The GP mentioned Snowden and yet you say this. What material and significant changes have happened since 2013 to make this claim?

eptcyka · 9 days ago
The chief privacy officer of the company is the moron that destroyed Freenode. Of course, Libera lives on, but it is a transition we could’ve done without.
rasengan · 9 days ago
This has been debunked.

Freenode was sold to me by Christel, the previous owner. I did not even offer to purchase it and simply assumed I was doing what I had been doing for a decade for freenode and many other FOSS projects - keeping them alive. It was my funds that did so the whole time for freenode (and a number of other projects which I stopped funding thereafter given the death threats I was receiving which led to the end of many of them unfortunately).

The Libera staff [1] attempted to steal the domain because they wanted control. None of the staff were developers at the time and complained they couldn’t even write their own irc client. Think of Mozilla. The people who run it aren’t the coders. Same thing.

Here are the receipts for every statement I just made:

http://techrights.org/wp-content/uploads/2021/05/lee-side.pd...

PS: Freenode seems more active then Libera where everyone is just idle (bots?) but that is another point. See for yourself with the client I wrote: IRC.com.

[1] By Libera staff I mean the former freenode staffers who left to form Libera. These are the same people I spent a lot of money helping to protect legally from the allegations made by “OldCoder”

eptcyka · 8 days ago
Could it be that the original freenode staff did not want to have anything to do with you in an operational manner?
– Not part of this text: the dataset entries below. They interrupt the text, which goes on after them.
// MIT License - Copyright (c) 2026 Peter Wright
// Edwards iO1000 printer protocol

//! Event frames look like:
//!
//! ```text
//! FIRE ALARM | 10:15:32 03/14/24 NODE:1 DEV:0023
//! SMOKE DETECTOR 2ND FLOOR HALL
//!
//! ```
//!
//! The header is split on `|`: the event code, then the panel time and
//! date followed by `key:value` tokens. An optional second line is free
//! text. Reports are framed by four `-----------------` lines.

use crate::framing::{BlankLineStrategy, FramePolicy};
use crate::message::PanelRecord;
use crate::panels::frame_lines;

pub const REPORT_DELIMITER: &str = "-----------------";

pub const FRAME_POLICY: FramePolicy = FramePolicy {
    report_delimiter: REPORT_DELIMITER,
    report_terminator_count: 4,
    strategy: BlankLineStrategy::WaitForBlank,
    report_trailer: None,
    event_trailer: None,
};

pub fn parse_event(frame: &str) -> Option<PanelRecord> {
    let lines = frame_lines(frame);
    let header = lines.first()?;

    let mut parts = header.split('|');
    let code = parts.next()?.trim();
    let rest = parts.next()?;
    if code.is_empty() {
        return None;
    }

    let mut tokens = rest.split_whitespace();
    let time = tokens.next()?;
    let date = tokens.next()?;

    let mut metadata = String::new();
    for token in tokens {
        let (key, value) = token.split_once(':')?;
        if value.contains(':') {
            return None;
        }
        metadata.push_str(&format!("{}: {} | ", key.trim(), value.trim()));
    }

    if let Some(extra) = lines.get(1) {
        metadata.push_str("Additional_Metadata: ");
        metadata.push_str(extra);
    }

    Some(PanelRecord {
        code: code.to_string(),
        panel_time: Some(format!("{time} {date}")),
        metadata,
    })
}

/// Reports are forwarded whole; the panel time comes from the block after
/// the first delimiter, which is one or two title lines long.
pub fn parse_report(frame: &str) -> Option<PanelRecord> {
    let lines = frame_lines(frame);
    let block = lines.get(1..4)?;

    let stamp = if block[2].contains(REPORT_DELIMITER) {
        block[1]
    } else {
        block[2]
    };
    let mut tokens = stamp.split_whitespace();
    let time = tokens.next()?;
    let date = tokens.next()?;

    Some(PanelRecord {
        code: frame.trim_end().to_string(),
        panel_time: Some(format!("{time} {date}")),
        metadata: String::new(),
    })
}

#[cfg(test)]
mod tests {
    use super::*;

    #[test]
    fn test_parse_event_with_metadata() {
        let frame = "FIRE ALARM | 10:15:32 03/14/24 NODE:1 DEV:0023\nSMOKE DETECTOR 2ND FLOOR HALL\n";
        let rec = parse_event(frame).unwrap();
        assert_eq!(rec.code, "FIRE ALARM");
        assert_eq!(rec.panel_time.as_deref(), Some("10:15:32 03/14/24"));
        assert_eq!(
            rec.metadata,
            "NODE: 1 | DEV: 0023 | Additional_Metadata: SMOKE DETECTOR 2ND FLOOR HALL"
        );
    }

    #[test]
    fn test_parse_event_header_only() {
        let rec = parse_event("TROUBLE | 08:00:01 01/02/24\n").unwrap();
        assert_eq!(rec.code, "TROUBLE");
        assert_eq!(rec.metadata, "");
    }

    #[test]
    fn test_missing_pipe_is_unparseable() {
        assert_eq!(parse_event("FIRE ALARM 10:15:32 03/14/24\n"), None);
    }

    #[test]
    fn test_missing_date_is_unparseable() {
        assert_eq!(parse_event("FIRE ALARM | 10:15:32\n"), None);
    }

    #[test]
    fn test_bad_metadata_token_is_unparseable() {
        assert_eq!(parse_event("FIRE | 10:15:32 03/14/24 NODE\n"), None);
        assert_eq!(parse_event("FIRE | 10:15:32 03/14/24 A:B:C\n"), None);
    }

    #[test]
    fn test_empty_frame_is_unparseable() {
        assert_eq!(parse_event("\n\n"), None);
        assert_eq!(parse_event(" | 10:15:32 03/14/24\n"), None);
    }

    #[test]
    fn test_parse_report_single_title_line() {
        let report = "-----------------\nSYSTEM STATUS\n10:20:00 03/14/24\n-----------------\nALARMS: 0\n-----------------\nEND\n-----------------\n";
        let rec = parse_report(report).unwrap();
        assert_eq!(rec.panel_time.as_deref(), Some("10:20:00 03/14/24"));
        assert!(rec.code.starts_with("-----------------\nSYSTEM STATUS"));
    }

    #[test]
    fn test_parse_report_two_title_lines() {
        let report = "-----------------\nDEVICE\nHISTORY\n11:00:00 03/15/24\n-----------------\n";
        let rec = parse_report(report).unwrap();
        assert_eq!(rec.panel_time.as_deref(), Some("11:00:00 03/15/24"));
    }

    #[test]
    fn test_short_report_is_unparseable() {
        assert_eq!(parse_report("-----------------\nX\n"), None);
    }
}
// MIT License - Copyright (c) 2026 Peter Wright
// Outbound messages and event records

use chrono::Local;
use serde::{Deserialize, Serialize};
use serde_json::{Map, Value};

use crate::constants::{
    field, GATEWAY_TIME_FORMAT, SEVERITY_STATUS_CONNECTED, SEVERITY_STATUS_DISCONNECTED,
    STATUS_CONNECTED, STATUS_DISCONNECTED, STATUS_SERIAL_FAILURE,
};

/// Broker channel an outbound message is published on.
#[derive(Debug, Clone, Copy, PartialEq, Eq, Hash, Serialize, Deserialize)]
pub enum PublishKind {
    Telemetry,
    Attribute,
}

/// An immutable message waiting for delivery to the broker.
///
/// The payload is an ordered map: key order is preserved on the wire.
#[derive(Debug, Clone, PartialEq, Serialize, Deserialize)]
pub struct OutboundMessage {
    kind: PublishKind,
    payload: Map<String, Value>,
}

impl OutboundMessage {
    pub fn new(kind: PublishKind, payload: Map<String, Value>) -> Self {
        Self { kind, payload }
    }

    pub fn telemetry(payload: Map<String, Value>) -> Self {
        Self::new(PublishKind::Telemetry, payload)
    }

    pub fn attribute(payload: Map<String, Value>) -> Self {
        Self::new(PublishKind::Attribute, payload)
    }

    pub fn kind(&self) -> PublishKind {
        self.kind
    }

    pub fn payload(&self) -> &Map<String, Value> {
        &self.payload
    }

    /// Serialize the payload for the wire.
    pub fn to_json(&self) -> String {
        Value::Object(self.payload.clone()).to_string()
    }
}

/// Record type as consumers see it in the `Tipo` field.
#[derive(Debug, Clone, Copy, PartialEq, Eq)]
pub enum RecordType {
    Event,
    Report,
    Status,
}

impl RecordType {
    pub fn as_str(&self) -> &'static str {
        match self {
            Self::Event => "Evento",
            Self::Report => "Reporte",
            Self::Status => "Estado",
        }
    }

    pub fn from_wire(s: &str) -> Option<Self> {
        match s {
            "Evento" => Some(Self::Event),
            "Reporte" => Some(Self::Report),
            "Estado" => Some(Self::Status),
            _ => None,
        }
    }
}

/// Who is reporting: the installation and panel this gateway is attached to.
#[derive(Debug, Clone, PartialEq)]
pub struct ClientIdentity {
    pub client_id: String,
    pub panel_id: u32,
    pub panel_model_name: String,
    pub panel_model_id: u32,
    pub coordinates: Option<Coordinates>,
}

#[derive(Debug, Clone, Copy, PartialEq, Serialize, Deserialize)]
pub struct Coordinates {
    pub latitude: f64,
    pub longitude: f64,
}

impl ClientIdentity {
    /// Copy of this identity reporting a different panel model id.
    pub fn with_model_id(&self, panel_model_id: u32) -> Self {
        Self {
            panel_model_id,
            ..self.clone()
        }
    }

    fn write_header(&self, map: &mut Map<String, Value>) {
        map.insert(field::CLIENT_ID.into(), Value::from(self.client_id.clone()));
        map.insert(field::PANEL_ID.into(), Value::from(self.panel_id));
        map.insert(
            field::PANEL_MODEL.into(),
            Value::from(self.panel_model_name.clone()),
        );
        map.insert(field::PANEL_MODEL_ID.into(), Value::from(self.panel_model_id));
    }

    fn write_coordinates(&self, map: &mut Map<String, Value>) {
        if let Some(c) = self.coordinates {
            map.insert(field::LATITUDE.into(), Value::from(c.latitude));
            map.insert(field::LONGITUDE.into(), Value::from(c.longitude));
        }
    }
}

/// What a panel parser extracts from one frame.
#[derive(Debug, Clone, PartialEq, Eq)]
pub struct PanelRecord {
    pub code: String,
    pub panel_time: Option<String>,
    pub metadata: String,
}

/// A fully resolved event or report, ready to become an [`OutboundMessage`].
#[derive(Debug, Clone, PartialEq)]
pub struct ParsedEvent {
    pub client_id: String,
    pub panel_id: u32,
    pub panel_model: String,
    pub panel_model_id: u32,
    pub code: String,
    pub record_type: RecordType,
    /// Absent on reports, which carry no severity.
    pub severity: Option<i32>,
    pub gateway_time: String,
    pub panel_time: Option<String>,
    pub metadata: String,
    pub coordinates: Option<Coordinates>,
    pub uniq: Option<f64>,
}

impl ParsedEvent {
    /// Stamp a parser record with identity, gateway time and a fresh uniqueness token.
    pub fn from_record(
        identity: &ClientIdentity,
        record_type: RecordType,
        record: PanelRecord,
        severity: Option<i32>,
    ) -> Self {
        Self {
            client_id: identity.client_id.clone(),
            panel_id: identity.panel_id,
            panel_model: identity.panel_model_name.clone(),
            panel_model_id: identity.panel_model_id,
            code: record.code,
            record_type,
            severity,
            gateway_time: gateway_timestamp(),
            panel_time: record.panel_time,
            metadata: record.metadata,
            coordinates: identity.coordinates,
            uniq: Some(rand::random::<f64>()),
        }
    }

    pub fn to_payload(&self) -> Map<String, Value> {
        let mut map = Map::new();
        map.insert(field::CLIENT_ID.into(), Value::from(self.client_id.clone()));
        map.insert(field::PANEL_ID.into(), Value::from(self.panel_id));
        map.insert(field::PANEL_MODEL.into(), Value::from(self.panel_model.clone()));
        map.insert(field::PANEL_MODEL_ID.into(), Value::from(self.panel_model_id));
        map.insert(field::MESSAGE.into(), Value::from(self.code.clone()));
        map.insert(field::TYPE.into(), Value::from(self.record_type.as_str()));
        if let Some(severity) = self.severity {
            map.insert(field::SEVERITY.into(), Value::from(severity));
        }
        map.insert(field::GATEWAY_TIME.into(), Value::from(self.gateway_time.clone()));
        if let Some(ref panel_time) = self.panel_time {
            map.insert(field::PANEL_TIME.into(), Value::from(panel_time.clone()));
        }
        map.insert(field::METADATA.into(), Value::from(self.metadata.clone()));
        if let Some(c) = self.coordinates {
            map.insert(field::LATITUDE.into(), Value::from(c.latitude));
            map.insert(field::LONGITUDE.into(), Value::from(c.longitude));
        }
        if let Some(uniq) = self.uniq {
            map.insert(field::UNIQ.into(), Value::from(uniq));
        }
        map
    }

    pub fn into_message(self) -> OutboundMessage {
        OutboundMessage::telemetry(self.to_payload())
    }

    /// Recover a record from a payload produced by [`ParsedEvent::to_payload`].
    pub fn from_payload(payload: &Map<String, Value>) -> Option<Self> {
        let text = |key: &str| payload.get(key).and_then(Value::as_str).map(str::to_string);
        let coordinates = match (
            payload.get(field::LATITUDE).and_then(Value::as_f64),
            payload.get(field::LONGITUDE).and_then(Value::as_f64),
        ) {
            (Some(latitude), Some(longitude)) => Some(Coordinates {
                latitude,
                longitude,
            }),
            _ => None,
        };

        Some(Self {
            client_id: text(field::CLIENT_ID)?,
            panel_id: payload.get(field::PANEL_ID)?.as_u64()? as u32,
            panel_model: text(field::PANEL_MODEL)?,
            panel_model_id: payload.get(field::PANEL_MODEL_ID)?.as_u64()? as u32,
            code: text(field::MESSAGE)?,
            record_type: RecordType::from_wire(payload.get(field::TYPE)?.as_str()?)?,
            severity: payload
                .get(field::SEVERITY)
                .and_then(Value::as_i64)
                .map(|s| s as i32),
            gateway_time: text(field::GATEWAY_TIME)?,
            panel_time: text(field::PANEL_TIME),
            metadata: text(field::METADATA).unwrap_or_default(),
            coordinates,
            uniq: payload.get(field::UNIQ).and_then(Value::as_f64),
        })
    }
}

/// Current local time in the gateway timestamp format.
pub fn gateway_timestamp() -> String {
    Local::now().format(GATEWAY_TIME_FORMAT).to_string()
}

/// Retained status payload sent on every broker (re)connection.
pub fn connected_status(identity: &ClientIdentity, serial_up: bool) -> Map<String, Value> {
    let text = if serial_up {
        STATUS_CONNECTED
    } else {
        STATUS_SERIAL_FAILURE
    };
    status_payload(identity, text, SEVERITY_STATUS_CONNECTED)
}

/// Last-will payload the broker publishes if the gateway vanishes.
pub fn last_will(identity: &ClientIdentity) -> Map<String, Value> {
    status_payload(identity, STATUS_DISCONNECTED, SEVERITY_STATUS_DISCONNECTED)
}

fn status_payload(identity: &ClientIdentity, text: &str, severity: i32) -> Map<String, Value> {
    let mut map = Map::new();
    identity.write_header(&mut map);
    map.insert(field::MESSAGE.into(), Value::from(text));
    map.insert(field::TYPE.into(), Value::from(RecordType::Status.as_str()));
    map.insert(field::SEVERITY.into(), Value::from(severity));
    identity.write_coordinates(&mut map);
    map
}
Whilst the financial contributions for legal defense always went a long way, not much else was needed, like the live events and freenode branded merch. Staff were not adequately informed as to how the sale went down. Later, I do not believe tomaw was trying to strongarm anyone into leaving, staff genuinely wanted nothing to do with the supposed crown prince of Joseon.

Ultimately, the people who invested their labor into the network felt like they had little control over the future of the project and felt like they had been rug pulled by christel so they left. They did not believe that it was christel's to sell. Ultimately, as soon as the original operators left, the new management have not necessarily left a great impression. For a while, freenode.net would just redirect to a subreddit? And then later it was a reddit clone of sorts? (https://web.archive.org/web/20220505184527/https://freenode....). Channels were taken over at will. There were somewhat dubious partnerships made, crypto products endorsed. The first blog posts made by the new management straight after the changeover were markedly different from the previous messaging - (https://web.archive.org/web/20210730233709/https://freenode....). The original freenode was doing its best to be a place where like minded people could collaborate and communicate without adding too much of a political sway or coloring anything, the freenode after the takeover did not aspire to do any such thing. If in May of 2021 one could've argued that the old staff were a tad too eager to leave, then the newcomers did everything in their power to prove them right in less than a month.

Please do fund FOSS stuff, it really helps. Just don't expect to buy yourself out of being cringeworthy.

waon · 8 days ago
The whole community fled from Freenode as a direct consequence of your actions. You aren't convincing anyone with your "debunkings," dear masterdebater.